In the court's previous opinion concerning the Motion for Summary Judgment, the court expressed concern that, given the duration of this lawsuit, Parker's state law malicious prosecution claims might be time-barred if the court were to dismiss them without prejudice. As the government points out, the court's concern was incorrect: under 28 U.S.C. § 1367(d), Parker will have 30 days in which to refile his Tennessee claims in state court upon dismissal without prejudice by this court. See In re Vertrue Mktg. & Sales Practices Litig., 719 F.3d 474, 480-82 (6th Cir. 2013).[1] The court also erred in concluding that the issue did not present a novel issue of state law: to the contrary.
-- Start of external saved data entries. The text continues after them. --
//! VOC 数据包提取状态机.
//!
//! 对标 FFmpeg 的 `ff_voc_get_packet`. 会话在调用之间只保存两项状态:
//! 当前数据块尚未输出的负载字节数, 以及下一个数据包的时间戳.
//! 负载耗尽时读取下一个块头, 在第一个携带负载的块上确定流参数,
//! 之后的块只能产生警告, 不会改写已确定的参数.

use log::{debug, error, warn};
use vocal_codec::{CodecId, Packet};
use vocal_core::{ChannelLayout, Pts, Rational, VocalError, VocalResult};

use super::block::{self, Block, ExtendedOverride, NewVoiceParams};
use crate::index::IndexEntry;
use crate::io::IoContext;
use crate::stream::{AudioStreamParams, Stream, StreamParams};
use crate::voc::{self, BlockType};

/// 块头部耗尽数据包预算时使用的数据包大小
pub const DEFAULT_PACKET_SIZE: i64 = 2048;

/// 类型字节 + 24 位长度
const BLOCK_PREFIX_LEN: i64 = 4;

/// VOC 读取会话
///
/// 每个打开的流一份, 打开或 seek 时重置.
#[derive(Debug, Clone, PartialEq, Eq)]
pub struct VocSession {
    /// 当前数据块尚未输出的负载字节数, 0 表示下一步需要读取块头
    remaining_size: u64,
    /// 下一个数据包的时间戳
    pts: Pts,
}

impl Default for VocSession {
    fn default() -> Self {
        Self::new()
    }
}

impl VocSession {
    /// 创建新会话 (位于块边界, 时间戳为 0)
    pub fn new() -> Self {
        Self {
            remaining_size: 0,
            pts: Pts::ZERO,
        }
    }

    /// 当前数据块尚未输出的负载字节数
    pub fn remaining_size(&self) -> u64 {
        self.remaining_size
    }

    /// 下一个数据包的时间戳
    pub fn pts(&self) -> Pts {
        self.pts
    }

    /// 恢复到索引记录的边界
    pub(crate) fn restore(&mut self, entry: &IndexEntry) {
        self.remaining_size = entry.size;
        self.pts = Pts::Known(entry.timestamp);
    }

    /// 读取下一个数据包
    ///
    /// # 参数
    /// - `stream`: 音频流, 其参数在第一个携带负载的块上确定
    /// - `fallback_codec`: 编码标签未知时使用的编解码器
    /// - `max_size`: 单个数据包的字节上限, 块头部会从中扣除;
    ///   扣除后不大于 0 时使用 [`DEFAULT_PACKET_SIZE`]
    ///
    /// # 返回
    /// - `Err(VocalError::Eof)`: 遇到结束块或数据耗尽
    /// - `Err(VocalError::InvalidData)`: 块长度或采样率无效
    /// - `Err(VocalError::CodecNotFound)`: 编码标签未知且没有后备编解码器
    /// - `Err(VocalError::Io)`: 底层读取/seek 失败
    pub fn get_packet(
        &mut self,
        io: &mut IoContext,
        stream: &mut Stream,
        fallback_codec: Option<CodecId>,
        max_size: i64,
    ) -> VocalResult<Packet> {
        if let Pts::Known(timestamp) = self.pts {
            stream.seek_index.add(IndexEntry {
                pos: io.position()?,
                timestamp,
                size: self.remaining_size,
                is_keyframe: true,
            });
        }

        let StreamParams::Audio(audio) = &mut stream.params else {
            return Err(VocalError::InvalidArgument("VOC 流必须是音频流".into()));
        };

        let mut budget = max_size;
        let mut pending: Option<ExtendedOverride> = None;
        let mut codec_tag: Option<u16> = None;

        while self.remaining_size == 0 {
            let block_type = io.read_u8()?;
            if block_type == BlockType::Eof as u8 {
                return Err(VocalError::Eof);
            }
            let size = match io.read_u24_le()? {
                0 => size_to_end(io)?,
                n => u64::from(n),
            };
            budget -= BLOCK_PREFIX_LEN;

            let parsed = block::read_block(io, block_type, size)?;
            budget -= parsed.budget_cost;
            self.remaining_size = parsed.payload_size;

            match parsed.block {
                Block::VoiceData {
                    rate_code,
                    codec_tag: tag,
                } => {
                    let extended = pending.take();
                    let sample_rate =
                        extended.map_or_else(|| block::rate_from_code(rate_code), |e| e.sample_rate);
                    let channels = extended.map_or(1, |e| e.channels);
                    if audio.sample_rate == 0 {
                        let codec = resolve_tag(u16::from(tag), fallback_codec);
                        establish_rate(audio, &mut stream.time_base, sample_rate);
                        audio.channel_layout = ChannelLayout::from_channels(channels);
                        audio.bits_per_coded_sample = codec.bits_per_sample();
                    } else if sample_rate != audio.sample_rate
                        || channels != audio.channel_layout.channels
                    {
                        warn!(
                            "忽略流中途的参数变化: {} Hz/{} 声道 -> {} Hz/{} 声道",
                            audio.sample_rate, audio.channel_layout.channels, sample_rate, channels
                        );
                    }
                    codec_tag = Some(u16::from(tag));
                }
                Block::VoiceDataCont => {}
                Block::Extended(params) => {
                    debug!(
                        "扩展参数块: {} Hz, {} 声道",
                        params.sample_rate, params.channels
                    );
                    pending = Some(params);
                }
                Block::NewVoiceData(params) => {
                    if audio.sample_rate == 0 {
                        establish_rate(audio, &mut stream.time_base, params.sample_rate);
                        audio.bits_per_coded_sample = u32::from(params.bits_per_sample);
                        audio.channel_layout =
                            ChannelLayout::from_channels(u32::from(params.channels));
                    } else {
                        warn_if_changed(audio, &params);
                    }
                    codec_tag = Some(params.codec_tag);
                }
                Block::Text(text) => {
                    debug!("VOC 文本块: {}", text);
                    let entry = ("comment".to_string(), text);
                    if !stream.metadata.contains(&entry) {
                        stream.metadata.push(entry);
                    }
                }
                Block::Skipped(_) => {}
            }
        }

        if audio.sample_rate == 0 {
            error!("无效的采样率 {}", audio.sample_rate);
            return Err(VocalError::InvalidData(format!(
                "无效的采样率 {}",
                audio.sample_rate
            )));
        }
        if audio.channel_layout.channels == 0 {
            return Err(VocalError::InvalidData("声道数为 0".into()));
        }

        if let Some(tag) = codec_tag {
            let resolved = voc::codec_from_tag(tag);
            if stream.codec_id == CodecId::None {
                stream.codec_id = resolved;
            } else if stream.codec_id != resolved {
                warn!(
                    "忽略流中途的编解码器变化: {} -> 标签 0x{:04X}",
                    stream.codec_id, tag
                );
            }
            if stream.codec_id == CodecId::None {
                let Some(fallback) = fallback_codec else {
                    error!("未知的编码标签 0x{:04X}", tag);
                    return Err(VocalError::CodecNotFound(format!(
                        "未知的 VOC 编码标签 0x{:04X}",
                        tag
                    )));
                };
                warn!("未知的编码标签 0x{:04X}, 使用后备编解码器 {}", tag, fallback);
                stream.codec_id = fallback;
            }
            audio.sample_format = stream.codec_id.sample_format();
        }

        audio.update_bit_rate();

        let budget = if budget <= 0 {
            DEFAULT_PACKET_SIZE
        } else {
            budget
        };
        let size = self.remaining_size.min(budget as u64);
        self.remaining_size -= size;

        let pos = io.position()?;
        let data = io.read_up_to(size as usize)?;
        let duration = stream
            .codec_id
            .frame_duration(data.len(), audio.channel_layout.channels);

        let mut pkt = Packet::from_data(data);
        pkt.pts = self.pts;
        pkt.dts = self.pts;
        pkt.duration = duration.unwrap_or(0);
        pkt.time_base = stream.time_base;
        pkt.stream_index = stream.index;
        pkt.is_keyframe = true;
        pkt.pos = pos as i64;

        self.pts = self.pts.advance(duration);
        Ok(pkt)
    }
}

/// 块长度字段为 0 时, 把流剩余的全部数据视为该块
///
/// 只有可 seek (总大小已知) 的输入才能这样处理.
fn size_to_end(io: &mut IoContext) -> VocalResult<u64> {
    if !io.is_seekable() {
        return Err(VocalError::Io(std::io::Error::new(
            std::io::ErrorKind::Unsupported,
            "长度为 0 的 VOC 数据块需要可 seek 的输入",
        )));
    }
    let total = io.size().ok_or_else(|| {
        VocalError::Io(std::io::Error::new(
            std::io::ErrorKind::Unsupported,
            "无法获取输入总大小",
        ))
    })?;
    Ok(total.saturating_sub(io.position()?))
}

/// 确定采样率与时间基 (仅在尚未确定时调用)
///
/// 无法作为时间基的采样率 (0 或超出范围) 保持未设置, 由调用方统一报错.
fn establish_rate(audio: &mut AudioStreamParams, time_base: &mut Rational, sample_rate: u32) {
    match Rational::from_sample_rate(sample_rate) {
        Some(tb) => {
            audio.sample_rate = sample_rate;
            *time_base = tb;
            debug!("VOC 采样率确定为 {} Hz", sample_rate);
        }
        None => debug!("忽略无效的采样率 {}", sample_rate),
    }
}

/// 旧格式声音数据块用于推算位深的编解码器
fn resolve_tag(tag: u16, fallback_codec: Option<CodecId>) -> CodecId {
    match voc::codec_from_tag(tag) {
        CodecId::None => fallback_codec.unwrap_or(CodecId::None),
        id => id,
    }
}

fn warn_if_changed(audio: &AudioStreamParams, params: &NewVoiceParams) {
    if params.sample_rate != audio.sample_rate
        || u32::from(params.channels) != audio.channel_layout.channels
        || u32::from(params.bits_per_sample) != audio.bits_per_coded_sample
    {
        warn!(
            "忽略流中途的参数变化: {} Hz/{} 声道/{} 位 -> {} Hz/{} 声道/{} 位",
            audio.sample_rate,
            audio.channel_layout.channels,
            audio.bits_per_coded_sample,
            params.sample_rate,
            params.channels,
            params.bits_per_sample,
        );
    }
}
To the contrary, the case appears to involve at least two unsettled issues of Tennessee law: (1) whether Parker was subject to " legal process" under Tennessee law, which allows for malicious prosecution claims premised on imperfect legal process, or, in the alternative, (2) whether Parker can maintain a claim for malicious prosecution under Tennessee law in the absence of process.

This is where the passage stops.